Data in this exercise:
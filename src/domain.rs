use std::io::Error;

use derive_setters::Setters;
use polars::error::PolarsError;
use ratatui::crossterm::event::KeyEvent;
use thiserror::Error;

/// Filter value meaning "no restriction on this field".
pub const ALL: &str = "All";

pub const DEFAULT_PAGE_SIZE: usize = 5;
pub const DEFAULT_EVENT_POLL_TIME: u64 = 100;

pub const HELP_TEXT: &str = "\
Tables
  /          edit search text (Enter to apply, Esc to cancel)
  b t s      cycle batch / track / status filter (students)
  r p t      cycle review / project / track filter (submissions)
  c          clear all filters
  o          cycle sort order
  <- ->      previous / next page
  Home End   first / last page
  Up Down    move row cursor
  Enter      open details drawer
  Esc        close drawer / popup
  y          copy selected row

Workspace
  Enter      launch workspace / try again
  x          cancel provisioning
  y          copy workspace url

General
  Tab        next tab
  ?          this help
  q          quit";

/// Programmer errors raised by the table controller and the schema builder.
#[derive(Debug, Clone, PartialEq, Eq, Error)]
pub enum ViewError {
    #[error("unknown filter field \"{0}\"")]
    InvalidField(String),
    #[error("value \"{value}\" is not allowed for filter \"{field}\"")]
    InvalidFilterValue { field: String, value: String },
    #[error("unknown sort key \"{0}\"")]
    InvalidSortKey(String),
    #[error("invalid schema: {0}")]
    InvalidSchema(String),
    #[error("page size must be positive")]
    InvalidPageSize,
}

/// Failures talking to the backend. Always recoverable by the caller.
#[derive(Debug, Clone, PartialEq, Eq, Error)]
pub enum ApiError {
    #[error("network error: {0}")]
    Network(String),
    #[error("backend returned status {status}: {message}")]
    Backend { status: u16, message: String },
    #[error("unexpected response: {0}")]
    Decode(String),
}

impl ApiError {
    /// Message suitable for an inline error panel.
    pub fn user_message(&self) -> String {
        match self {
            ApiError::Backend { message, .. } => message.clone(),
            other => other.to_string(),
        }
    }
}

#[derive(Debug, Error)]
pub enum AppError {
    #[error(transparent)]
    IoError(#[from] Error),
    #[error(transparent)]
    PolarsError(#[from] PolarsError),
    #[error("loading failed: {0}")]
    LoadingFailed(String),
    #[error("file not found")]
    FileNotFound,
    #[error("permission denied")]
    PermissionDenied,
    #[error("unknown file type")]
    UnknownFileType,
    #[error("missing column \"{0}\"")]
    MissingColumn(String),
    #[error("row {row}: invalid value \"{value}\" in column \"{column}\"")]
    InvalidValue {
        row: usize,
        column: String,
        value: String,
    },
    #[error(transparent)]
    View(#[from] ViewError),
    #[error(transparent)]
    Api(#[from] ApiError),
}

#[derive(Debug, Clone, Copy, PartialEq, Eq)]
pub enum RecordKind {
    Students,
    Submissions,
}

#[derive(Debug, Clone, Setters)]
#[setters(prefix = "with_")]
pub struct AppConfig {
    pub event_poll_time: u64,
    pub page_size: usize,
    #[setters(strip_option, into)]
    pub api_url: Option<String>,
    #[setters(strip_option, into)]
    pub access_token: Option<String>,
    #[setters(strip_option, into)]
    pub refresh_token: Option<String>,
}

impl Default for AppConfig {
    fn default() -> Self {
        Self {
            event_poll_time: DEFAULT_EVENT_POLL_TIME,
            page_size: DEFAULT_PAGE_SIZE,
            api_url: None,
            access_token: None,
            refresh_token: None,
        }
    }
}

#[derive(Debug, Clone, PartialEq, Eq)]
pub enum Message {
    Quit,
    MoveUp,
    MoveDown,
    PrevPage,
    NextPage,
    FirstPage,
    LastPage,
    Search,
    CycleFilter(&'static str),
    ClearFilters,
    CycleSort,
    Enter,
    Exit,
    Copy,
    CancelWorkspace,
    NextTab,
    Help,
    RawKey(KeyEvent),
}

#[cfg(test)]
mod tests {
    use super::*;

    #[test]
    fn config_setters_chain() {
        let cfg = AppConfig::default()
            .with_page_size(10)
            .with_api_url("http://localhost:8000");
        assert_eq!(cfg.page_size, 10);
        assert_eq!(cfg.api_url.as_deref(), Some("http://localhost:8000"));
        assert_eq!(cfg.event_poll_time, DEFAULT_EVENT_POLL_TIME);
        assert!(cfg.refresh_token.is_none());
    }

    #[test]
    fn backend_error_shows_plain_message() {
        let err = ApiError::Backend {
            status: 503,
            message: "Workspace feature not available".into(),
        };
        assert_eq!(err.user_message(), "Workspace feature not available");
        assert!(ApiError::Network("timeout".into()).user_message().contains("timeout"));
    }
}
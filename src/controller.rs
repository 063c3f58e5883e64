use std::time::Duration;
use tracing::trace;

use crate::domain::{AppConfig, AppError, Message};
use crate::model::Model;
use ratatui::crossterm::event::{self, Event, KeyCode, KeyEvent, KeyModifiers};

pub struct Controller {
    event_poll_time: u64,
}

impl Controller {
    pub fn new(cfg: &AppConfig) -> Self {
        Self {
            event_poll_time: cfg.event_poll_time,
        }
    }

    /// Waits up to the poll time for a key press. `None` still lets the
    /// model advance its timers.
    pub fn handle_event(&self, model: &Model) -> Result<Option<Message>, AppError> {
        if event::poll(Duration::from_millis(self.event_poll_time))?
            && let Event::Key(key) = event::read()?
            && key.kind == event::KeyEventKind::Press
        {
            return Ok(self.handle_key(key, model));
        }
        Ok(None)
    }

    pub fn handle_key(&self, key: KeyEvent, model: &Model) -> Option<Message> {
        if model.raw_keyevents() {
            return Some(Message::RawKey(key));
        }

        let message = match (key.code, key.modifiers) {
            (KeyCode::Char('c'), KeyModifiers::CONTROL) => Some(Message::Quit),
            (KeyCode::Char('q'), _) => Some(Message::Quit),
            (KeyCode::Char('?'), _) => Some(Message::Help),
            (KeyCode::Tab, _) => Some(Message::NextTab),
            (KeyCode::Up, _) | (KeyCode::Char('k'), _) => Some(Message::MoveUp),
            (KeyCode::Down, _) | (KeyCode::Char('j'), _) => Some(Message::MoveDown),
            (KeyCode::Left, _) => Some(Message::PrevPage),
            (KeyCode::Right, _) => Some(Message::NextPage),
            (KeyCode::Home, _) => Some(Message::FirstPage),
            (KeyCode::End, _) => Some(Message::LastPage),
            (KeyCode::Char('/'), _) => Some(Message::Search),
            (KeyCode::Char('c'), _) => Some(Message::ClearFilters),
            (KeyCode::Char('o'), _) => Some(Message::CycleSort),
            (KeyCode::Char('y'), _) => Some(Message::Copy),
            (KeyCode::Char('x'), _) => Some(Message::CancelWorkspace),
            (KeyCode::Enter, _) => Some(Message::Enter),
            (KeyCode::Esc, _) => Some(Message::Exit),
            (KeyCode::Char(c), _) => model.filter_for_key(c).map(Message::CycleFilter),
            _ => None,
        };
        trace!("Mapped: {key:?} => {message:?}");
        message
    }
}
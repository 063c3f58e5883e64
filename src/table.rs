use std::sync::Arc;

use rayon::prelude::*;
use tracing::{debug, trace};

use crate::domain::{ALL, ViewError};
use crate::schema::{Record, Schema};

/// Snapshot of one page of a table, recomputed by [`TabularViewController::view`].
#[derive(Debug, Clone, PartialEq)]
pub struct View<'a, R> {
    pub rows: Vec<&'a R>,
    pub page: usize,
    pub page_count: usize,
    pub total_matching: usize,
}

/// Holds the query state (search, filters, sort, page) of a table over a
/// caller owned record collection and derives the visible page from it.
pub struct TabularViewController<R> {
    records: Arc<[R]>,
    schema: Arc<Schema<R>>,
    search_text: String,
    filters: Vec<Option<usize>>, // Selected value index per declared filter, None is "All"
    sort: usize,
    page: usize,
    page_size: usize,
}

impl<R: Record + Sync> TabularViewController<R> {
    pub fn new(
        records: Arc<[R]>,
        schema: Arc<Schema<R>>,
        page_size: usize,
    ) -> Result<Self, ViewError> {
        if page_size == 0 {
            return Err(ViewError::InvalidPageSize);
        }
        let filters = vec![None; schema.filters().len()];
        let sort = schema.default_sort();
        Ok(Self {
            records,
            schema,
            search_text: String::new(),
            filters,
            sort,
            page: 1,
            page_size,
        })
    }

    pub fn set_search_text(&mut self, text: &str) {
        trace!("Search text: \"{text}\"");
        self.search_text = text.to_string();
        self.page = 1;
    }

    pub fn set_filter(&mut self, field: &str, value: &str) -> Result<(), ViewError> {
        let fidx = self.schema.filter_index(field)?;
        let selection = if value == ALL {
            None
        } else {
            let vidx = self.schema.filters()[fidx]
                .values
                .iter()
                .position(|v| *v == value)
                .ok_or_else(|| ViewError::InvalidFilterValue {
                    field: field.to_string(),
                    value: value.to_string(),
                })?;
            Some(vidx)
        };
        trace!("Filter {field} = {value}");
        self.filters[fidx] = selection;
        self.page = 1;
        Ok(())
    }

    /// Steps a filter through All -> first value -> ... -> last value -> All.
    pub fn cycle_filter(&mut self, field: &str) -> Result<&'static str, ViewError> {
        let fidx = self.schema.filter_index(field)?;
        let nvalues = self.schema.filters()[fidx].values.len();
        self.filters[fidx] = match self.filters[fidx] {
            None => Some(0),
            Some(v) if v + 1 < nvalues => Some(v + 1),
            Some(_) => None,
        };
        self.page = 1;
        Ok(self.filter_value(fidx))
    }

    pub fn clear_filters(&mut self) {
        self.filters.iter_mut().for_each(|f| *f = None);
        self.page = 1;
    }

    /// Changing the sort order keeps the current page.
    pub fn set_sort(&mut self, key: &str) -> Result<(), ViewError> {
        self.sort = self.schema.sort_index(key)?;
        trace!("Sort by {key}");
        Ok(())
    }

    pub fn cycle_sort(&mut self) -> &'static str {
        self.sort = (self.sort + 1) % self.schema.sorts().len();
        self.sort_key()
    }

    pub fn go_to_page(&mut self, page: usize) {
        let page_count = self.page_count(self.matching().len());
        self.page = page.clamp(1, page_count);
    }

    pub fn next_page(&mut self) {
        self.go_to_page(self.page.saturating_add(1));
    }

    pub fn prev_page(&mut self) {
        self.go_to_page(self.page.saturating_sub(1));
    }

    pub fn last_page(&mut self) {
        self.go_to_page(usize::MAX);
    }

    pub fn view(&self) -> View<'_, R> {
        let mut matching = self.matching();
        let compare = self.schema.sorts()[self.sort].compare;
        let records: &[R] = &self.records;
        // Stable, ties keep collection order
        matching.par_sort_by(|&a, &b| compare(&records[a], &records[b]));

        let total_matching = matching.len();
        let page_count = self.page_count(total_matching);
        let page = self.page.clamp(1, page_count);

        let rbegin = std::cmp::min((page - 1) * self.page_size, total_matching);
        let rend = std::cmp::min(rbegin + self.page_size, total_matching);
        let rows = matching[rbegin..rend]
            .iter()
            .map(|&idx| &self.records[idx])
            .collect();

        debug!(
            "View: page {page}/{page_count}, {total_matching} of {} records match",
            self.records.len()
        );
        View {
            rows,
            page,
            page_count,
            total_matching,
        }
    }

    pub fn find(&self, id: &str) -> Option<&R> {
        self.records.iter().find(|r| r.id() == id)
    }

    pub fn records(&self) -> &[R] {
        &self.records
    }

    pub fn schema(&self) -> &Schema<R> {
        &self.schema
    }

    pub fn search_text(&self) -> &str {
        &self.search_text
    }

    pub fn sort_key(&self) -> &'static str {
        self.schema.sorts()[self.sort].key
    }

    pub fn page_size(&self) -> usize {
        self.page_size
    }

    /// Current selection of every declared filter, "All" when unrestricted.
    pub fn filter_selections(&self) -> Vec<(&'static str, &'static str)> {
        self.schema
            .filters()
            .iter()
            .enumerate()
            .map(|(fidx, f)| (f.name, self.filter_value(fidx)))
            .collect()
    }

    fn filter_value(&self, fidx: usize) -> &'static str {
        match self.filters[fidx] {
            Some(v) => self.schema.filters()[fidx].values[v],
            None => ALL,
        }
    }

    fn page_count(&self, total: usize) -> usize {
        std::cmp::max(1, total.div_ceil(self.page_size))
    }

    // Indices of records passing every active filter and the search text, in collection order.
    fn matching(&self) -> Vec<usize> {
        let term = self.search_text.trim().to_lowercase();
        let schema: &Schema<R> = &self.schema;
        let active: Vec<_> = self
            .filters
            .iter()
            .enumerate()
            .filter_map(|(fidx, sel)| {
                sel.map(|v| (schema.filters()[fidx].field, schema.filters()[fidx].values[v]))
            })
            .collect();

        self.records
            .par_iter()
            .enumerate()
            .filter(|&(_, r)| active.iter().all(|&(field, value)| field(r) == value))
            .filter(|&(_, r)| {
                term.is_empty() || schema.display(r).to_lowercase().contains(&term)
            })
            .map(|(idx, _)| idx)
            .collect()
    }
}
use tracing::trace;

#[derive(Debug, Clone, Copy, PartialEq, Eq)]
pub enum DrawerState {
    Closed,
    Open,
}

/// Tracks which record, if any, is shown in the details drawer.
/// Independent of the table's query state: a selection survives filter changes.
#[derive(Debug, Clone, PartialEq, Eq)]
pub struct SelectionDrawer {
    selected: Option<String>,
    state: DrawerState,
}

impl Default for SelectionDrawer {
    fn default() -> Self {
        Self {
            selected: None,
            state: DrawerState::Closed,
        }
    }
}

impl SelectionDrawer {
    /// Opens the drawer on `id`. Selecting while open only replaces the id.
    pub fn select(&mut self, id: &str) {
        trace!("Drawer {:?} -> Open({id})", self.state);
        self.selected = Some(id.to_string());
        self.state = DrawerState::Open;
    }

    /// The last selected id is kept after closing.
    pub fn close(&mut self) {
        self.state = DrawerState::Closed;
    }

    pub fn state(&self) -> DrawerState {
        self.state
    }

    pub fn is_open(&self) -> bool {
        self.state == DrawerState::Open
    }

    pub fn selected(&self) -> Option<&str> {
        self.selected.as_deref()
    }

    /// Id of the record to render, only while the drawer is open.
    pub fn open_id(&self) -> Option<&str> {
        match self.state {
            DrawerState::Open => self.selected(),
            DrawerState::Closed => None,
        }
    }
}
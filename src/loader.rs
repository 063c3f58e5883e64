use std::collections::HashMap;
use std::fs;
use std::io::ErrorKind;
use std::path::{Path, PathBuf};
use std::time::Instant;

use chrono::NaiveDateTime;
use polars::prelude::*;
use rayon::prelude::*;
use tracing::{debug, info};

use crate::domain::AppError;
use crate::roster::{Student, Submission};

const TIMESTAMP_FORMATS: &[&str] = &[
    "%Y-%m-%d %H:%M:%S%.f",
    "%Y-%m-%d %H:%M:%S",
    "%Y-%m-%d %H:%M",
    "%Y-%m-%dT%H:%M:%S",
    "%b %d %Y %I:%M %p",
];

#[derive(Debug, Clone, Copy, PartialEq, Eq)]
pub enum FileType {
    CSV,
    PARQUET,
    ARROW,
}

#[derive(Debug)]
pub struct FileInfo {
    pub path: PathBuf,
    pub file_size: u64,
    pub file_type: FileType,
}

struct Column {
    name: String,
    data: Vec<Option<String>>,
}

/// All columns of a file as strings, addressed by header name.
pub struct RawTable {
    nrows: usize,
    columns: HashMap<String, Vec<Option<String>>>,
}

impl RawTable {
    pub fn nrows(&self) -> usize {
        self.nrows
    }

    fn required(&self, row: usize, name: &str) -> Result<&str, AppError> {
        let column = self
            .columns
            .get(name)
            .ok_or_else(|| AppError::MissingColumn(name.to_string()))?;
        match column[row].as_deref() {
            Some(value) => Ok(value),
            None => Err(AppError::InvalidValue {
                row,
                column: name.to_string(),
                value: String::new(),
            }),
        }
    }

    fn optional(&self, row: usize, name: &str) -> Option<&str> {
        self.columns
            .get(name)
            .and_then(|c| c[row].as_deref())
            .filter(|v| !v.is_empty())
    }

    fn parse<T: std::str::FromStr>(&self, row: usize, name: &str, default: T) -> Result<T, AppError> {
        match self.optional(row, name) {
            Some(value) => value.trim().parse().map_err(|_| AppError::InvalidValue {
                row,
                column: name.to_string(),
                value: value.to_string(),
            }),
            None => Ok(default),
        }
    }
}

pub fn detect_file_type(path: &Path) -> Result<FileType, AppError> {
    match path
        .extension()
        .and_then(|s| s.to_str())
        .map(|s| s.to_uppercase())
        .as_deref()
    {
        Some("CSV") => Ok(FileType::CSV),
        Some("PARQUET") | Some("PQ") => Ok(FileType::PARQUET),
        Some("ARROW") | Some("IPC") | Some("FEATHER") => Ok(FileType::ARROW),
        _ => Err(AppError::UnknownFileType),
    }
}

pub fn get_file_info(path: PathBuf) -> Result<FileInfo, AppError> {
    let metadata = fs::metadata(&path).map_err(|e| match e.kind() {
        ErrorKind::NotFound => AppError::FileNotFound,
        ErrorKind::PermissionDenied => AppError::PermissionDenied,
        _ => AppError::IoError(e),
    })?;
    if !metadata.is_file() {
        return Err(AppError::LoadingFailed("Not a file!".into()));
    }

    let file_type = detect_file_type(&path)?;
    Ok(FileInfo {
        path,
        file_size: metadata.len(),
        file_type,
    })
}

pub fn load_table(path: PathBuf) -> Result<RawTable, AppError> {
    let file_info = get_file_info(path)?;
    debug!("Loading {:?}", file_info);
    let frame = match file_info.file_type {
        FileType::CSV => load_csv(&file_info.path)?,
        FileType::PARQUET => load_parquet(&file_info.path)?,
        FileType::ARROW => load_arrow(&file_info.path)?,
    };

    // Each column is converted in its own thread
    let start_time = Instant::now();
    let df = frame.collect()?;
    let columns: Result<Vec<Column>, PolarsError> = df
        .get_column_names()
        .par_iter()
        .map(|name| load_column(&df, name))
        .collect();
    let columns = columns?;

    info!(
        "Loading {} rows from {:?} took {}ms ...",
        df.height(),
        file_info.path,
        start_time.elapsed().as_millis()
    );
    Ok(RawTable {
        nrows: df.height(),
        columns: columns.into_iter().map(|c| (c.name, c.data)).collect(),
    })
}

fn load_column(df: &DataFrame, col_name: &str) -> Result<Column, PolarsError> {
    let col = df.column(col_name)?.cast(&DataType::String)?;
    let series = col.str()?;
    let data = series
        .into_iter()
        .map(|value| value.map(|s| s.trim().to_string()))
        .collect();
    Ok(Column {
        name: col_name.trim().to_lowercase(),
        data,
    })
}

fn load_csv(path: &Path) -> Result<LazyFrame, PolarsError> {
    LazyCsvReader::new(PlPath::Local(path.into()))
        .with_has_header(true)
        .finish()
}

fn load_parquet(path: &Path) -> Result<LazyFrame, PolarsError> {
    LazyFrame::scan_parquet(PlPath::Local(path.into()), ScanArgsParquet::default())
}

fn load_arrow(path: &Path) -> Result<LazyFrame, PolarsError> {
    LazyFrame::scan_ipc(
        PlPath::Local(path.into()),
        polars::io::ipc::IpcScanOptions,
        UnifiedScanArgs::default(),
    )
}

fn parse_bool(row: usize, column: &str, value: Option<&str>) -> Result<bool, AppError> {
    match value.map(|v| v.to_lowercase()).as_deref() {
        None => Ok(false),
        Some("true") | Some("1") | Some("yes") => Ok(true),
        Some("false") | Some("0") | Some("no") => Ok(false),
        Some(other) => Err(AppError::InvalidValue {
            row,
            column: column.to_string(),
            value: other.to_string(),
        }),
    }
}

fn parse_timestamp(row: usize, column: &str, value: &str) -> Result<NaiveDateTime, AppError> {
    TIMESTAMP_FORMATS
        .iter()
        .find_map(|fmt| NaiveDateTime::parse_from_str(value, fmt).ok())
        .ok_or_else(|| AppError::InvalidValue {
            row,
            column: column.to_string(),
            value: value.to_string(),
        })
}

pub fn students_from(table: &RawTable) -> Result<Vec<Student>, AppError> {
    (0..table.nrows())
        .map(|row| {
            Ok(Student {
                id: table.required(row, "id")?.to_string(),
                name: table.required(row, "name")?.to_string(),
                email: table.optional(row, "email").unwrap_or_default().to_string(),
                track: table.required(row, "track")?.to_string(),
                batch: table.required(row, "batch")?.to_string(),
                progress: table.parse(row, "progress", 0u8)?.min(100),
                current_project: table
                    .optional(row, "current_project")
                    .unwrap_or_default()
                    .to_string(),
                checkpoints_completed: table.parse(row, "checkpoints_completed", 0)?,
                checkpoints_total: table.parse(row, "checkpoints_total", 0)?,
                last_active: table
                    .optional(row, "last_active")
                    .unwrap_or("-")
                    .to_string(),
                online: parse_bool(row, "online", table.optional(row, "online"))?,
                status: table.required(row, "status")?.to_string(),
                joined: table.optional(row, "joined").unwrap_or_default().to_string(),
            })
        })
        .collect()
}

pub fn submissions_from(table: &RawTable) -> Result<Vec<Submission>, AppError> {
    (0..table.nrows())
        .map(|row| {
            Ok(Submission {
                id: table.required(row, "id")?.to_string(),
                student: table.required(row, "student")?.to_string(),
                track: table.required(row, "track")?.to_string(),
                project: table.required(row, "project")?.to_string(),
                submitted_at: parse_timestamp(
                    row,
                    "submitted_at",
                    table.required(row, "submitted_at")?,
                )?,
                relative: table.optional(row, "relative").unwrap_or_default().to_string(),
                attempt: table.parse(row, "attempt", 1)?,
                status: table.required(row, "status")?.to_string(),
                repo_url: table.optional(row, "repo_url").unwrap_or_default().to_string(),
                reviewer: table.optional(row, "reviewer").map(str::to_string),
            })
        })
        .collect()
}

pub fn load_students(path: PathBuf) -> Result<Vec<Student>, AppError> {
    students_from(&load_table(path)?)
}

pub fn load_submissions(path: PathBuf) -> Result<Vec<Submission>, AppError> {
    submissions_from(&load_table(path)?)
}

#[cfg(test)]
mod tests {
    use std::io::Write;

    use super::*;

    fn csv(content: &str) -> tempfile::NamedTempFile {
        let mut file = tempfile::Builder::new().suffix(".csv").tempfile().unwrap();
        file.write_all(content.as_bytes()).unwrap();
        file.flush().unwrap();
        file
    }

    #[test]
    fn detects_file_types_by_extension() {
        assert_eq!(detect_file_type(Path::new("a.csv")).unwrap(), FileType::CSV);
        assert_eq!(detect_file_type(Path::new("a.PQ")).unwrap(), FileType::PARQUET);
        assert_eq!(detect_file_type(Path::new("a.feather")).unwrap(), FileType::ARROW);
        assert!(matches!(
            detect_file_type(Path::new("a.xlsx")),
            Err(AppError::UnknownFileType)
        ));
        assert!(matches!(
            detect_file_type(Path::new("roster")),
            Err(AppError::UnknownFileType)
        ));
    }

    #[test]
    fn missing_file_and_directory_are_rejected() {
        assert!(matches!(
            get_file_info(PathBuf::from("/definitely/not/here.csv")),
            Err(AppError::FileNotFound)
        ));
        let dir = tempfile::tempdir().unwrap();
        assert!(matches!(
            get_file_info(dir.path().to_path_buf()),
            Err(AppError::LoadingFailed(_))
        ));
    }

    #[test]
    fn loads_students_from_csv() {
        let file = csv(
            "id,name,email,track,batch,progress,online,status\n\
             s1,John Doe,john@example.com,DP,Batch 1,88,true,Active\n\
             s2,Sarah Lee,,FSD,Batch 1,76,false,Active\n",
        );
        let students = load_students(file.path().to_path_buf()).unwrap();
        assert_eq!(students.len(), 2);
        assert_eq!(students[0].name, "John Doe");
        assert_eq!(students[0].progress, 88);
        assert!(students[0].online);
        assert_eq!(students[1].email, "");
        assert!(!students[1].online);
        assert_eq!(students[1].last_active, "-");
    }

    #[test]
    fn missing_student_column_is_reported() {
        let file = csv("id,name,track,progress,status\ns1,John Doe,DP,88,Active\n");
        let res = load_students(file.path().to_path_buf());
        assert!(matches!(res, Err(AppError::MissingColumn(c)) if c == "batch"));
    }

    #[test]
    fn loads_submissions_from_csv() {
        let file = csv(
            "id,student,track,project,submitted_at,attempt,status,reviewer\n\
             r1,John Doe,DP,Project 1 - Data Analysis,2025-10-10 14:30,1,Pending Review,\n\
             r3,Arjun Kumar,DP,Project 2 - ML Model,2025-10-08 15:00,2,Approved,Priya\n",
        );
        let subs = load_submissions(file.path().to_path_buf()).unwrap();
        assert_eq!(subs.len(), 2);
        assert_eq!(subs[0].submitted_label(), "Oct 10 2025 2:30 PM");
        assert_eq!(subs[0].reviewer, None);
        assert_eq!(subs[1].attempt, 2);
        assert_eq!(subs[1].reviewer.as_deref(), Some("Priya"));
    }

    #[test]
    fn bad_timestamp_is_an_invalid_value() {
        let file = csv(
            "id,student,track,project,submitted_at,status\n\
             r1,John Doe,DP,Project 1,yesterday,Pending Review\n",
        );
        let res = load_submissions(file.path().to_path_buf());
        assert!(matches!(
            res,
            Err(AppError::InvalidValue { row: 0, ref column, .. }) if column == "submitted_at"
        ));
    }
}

Directions for this task:
Referring to the material above, set down exactly the lines between the line with "std::cmp::max(1, total.div_ceil(self.page_size))" and the line with "let term = self.search_text.trim().to_lowercase();", inclusive, and no other lines.

Exercise output:
        std::cmp::max(1, total.div_ceil(self.page_size))
    }

    // Indices of records passing every active filter and the search text, in collection order.
    fn matching(&self) -> Vec<usize> {
        let term = self.search_text.trim().to_lowercase();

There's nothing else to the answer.